Work task — Copy each line from the entries that the word "NewSessionRequest" appears in.

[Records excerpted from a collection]
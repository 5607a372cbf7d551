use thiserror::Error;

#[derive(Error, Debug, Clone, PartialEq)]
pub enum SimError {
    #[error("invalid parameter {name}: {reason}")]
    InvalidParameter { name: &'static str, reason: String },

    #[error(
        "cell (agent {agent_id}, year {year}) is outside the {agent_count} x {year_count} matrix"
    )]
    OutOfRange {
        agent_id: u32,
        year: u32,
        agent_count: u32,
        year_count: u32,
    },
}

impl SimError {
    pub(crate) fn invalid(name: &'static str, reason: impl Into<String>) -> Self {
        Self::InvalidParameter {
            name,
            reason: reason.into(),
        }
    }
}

---

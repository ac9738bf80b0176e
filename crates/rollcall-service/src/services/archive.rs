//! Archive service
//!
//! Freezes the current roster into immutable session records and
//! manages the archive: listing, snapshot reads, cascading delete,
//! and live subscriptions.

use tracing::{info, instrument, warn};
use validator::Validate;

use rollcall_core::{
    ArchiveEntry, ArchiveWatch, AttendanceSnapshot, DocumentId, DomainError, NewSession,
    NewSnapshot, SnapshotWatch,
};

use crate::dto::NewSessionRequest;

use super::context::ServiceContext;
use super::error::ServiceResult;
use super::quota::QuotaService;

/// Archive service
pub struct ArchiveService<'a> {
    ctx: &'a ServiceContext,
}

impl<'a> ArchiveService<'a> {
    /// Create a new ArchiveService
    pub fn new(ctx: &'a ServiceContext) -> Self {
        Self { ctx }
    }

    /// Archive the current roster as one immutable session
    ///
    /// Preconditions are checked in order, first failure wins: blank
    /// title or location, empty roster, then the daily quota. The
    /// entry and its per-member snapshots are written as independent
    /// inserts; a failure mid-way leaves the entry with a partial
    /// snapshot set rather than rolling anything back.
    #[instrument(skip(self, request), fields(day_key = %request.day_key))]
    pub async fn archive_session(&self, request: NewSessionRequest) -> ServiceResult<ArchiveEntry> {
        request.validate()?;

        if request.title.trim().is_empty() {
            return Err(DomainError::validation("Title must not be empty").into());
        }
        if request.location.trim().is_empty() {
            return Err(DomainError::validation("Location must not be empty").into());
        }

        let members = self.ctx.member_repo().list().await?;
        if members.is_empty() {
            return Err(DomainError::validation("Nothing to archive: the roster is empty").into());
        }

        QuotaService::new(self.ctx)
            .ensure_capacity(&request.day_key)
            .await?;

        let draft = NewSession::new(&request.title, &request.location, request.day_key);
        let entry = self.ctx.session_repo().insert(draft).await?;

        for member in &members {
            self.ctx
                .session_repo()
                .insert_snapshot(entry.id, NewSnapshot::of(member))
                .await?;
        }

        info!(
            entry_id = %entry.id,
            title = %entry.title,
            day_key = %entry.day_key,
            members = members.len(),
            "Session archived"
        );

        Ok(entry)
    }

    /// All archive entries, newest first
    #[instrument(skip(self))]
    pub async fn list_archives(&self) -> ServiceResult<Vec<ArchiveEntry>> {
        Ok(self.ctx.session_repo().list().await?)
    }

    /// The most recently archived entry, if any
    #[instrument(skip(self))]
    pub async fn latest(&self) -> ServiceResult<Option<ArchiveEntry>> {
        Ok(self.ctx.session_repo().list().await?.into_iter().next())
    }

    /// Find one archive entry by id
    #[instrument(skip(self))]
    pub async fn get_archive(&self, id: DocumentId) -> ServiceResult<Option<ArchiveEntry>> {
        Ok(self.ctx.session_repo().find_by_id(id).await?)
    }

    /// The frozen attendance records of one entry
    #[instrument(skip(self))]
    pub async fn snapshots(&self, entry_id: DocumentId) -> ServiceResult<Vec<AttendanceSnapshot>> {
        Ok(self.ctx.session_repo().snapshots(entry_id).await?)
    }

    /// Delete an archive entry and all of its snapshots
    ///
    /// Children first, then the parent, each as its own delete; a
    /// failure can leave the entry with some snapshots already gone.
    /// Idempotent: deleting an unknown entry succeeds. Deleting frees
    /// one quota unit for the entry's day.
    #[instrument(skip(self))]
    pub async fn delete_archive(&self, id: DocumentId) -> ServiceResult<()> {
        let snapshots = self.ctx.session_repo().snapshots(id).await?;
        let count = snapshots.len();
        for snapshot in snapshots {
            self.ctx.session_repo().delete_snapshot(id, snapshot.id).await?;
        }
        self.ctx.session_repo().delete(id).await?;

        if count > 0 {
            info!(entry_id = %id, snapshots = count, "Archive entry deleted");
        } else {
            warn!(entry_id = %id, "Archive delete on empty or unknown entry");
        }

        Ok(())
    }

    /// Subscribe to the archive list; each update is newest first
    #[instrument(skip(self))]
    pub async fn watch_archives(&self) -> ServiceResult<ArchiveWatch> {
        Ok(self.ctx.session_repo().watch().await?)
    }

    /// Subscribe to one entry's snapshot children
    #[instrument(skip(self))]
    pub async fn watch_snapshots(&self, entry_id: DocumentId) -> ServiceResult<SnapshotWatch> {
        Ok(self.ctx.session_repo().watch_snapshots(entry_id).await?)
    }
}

--

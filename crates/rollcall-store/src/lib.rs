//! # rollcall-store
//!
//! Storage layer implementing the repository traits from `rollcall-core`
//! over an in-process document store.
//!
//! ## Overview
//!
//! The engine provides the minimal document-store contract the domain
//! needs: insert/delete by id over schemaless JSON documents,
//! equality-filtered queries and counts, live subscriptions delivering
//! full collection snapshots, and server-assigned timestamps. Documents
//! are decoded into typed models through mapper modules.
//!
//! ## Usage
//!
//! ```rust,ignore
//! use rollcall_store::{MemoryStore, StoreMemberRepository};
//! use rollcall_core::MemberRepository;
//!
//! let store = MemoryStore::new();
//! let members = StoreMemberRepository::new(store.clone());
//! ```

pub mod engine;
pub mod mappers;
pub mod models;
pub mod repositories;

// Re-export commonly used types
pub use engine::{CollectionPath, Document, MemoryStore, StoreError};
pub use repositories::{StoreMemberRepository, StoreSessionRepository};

Finished exercise —
use crate::dto::NewSessionRequest;
    pub async fn archive_session(&self, request: NewSessionRequest) -> ServiceResult<ArchiveEntry> {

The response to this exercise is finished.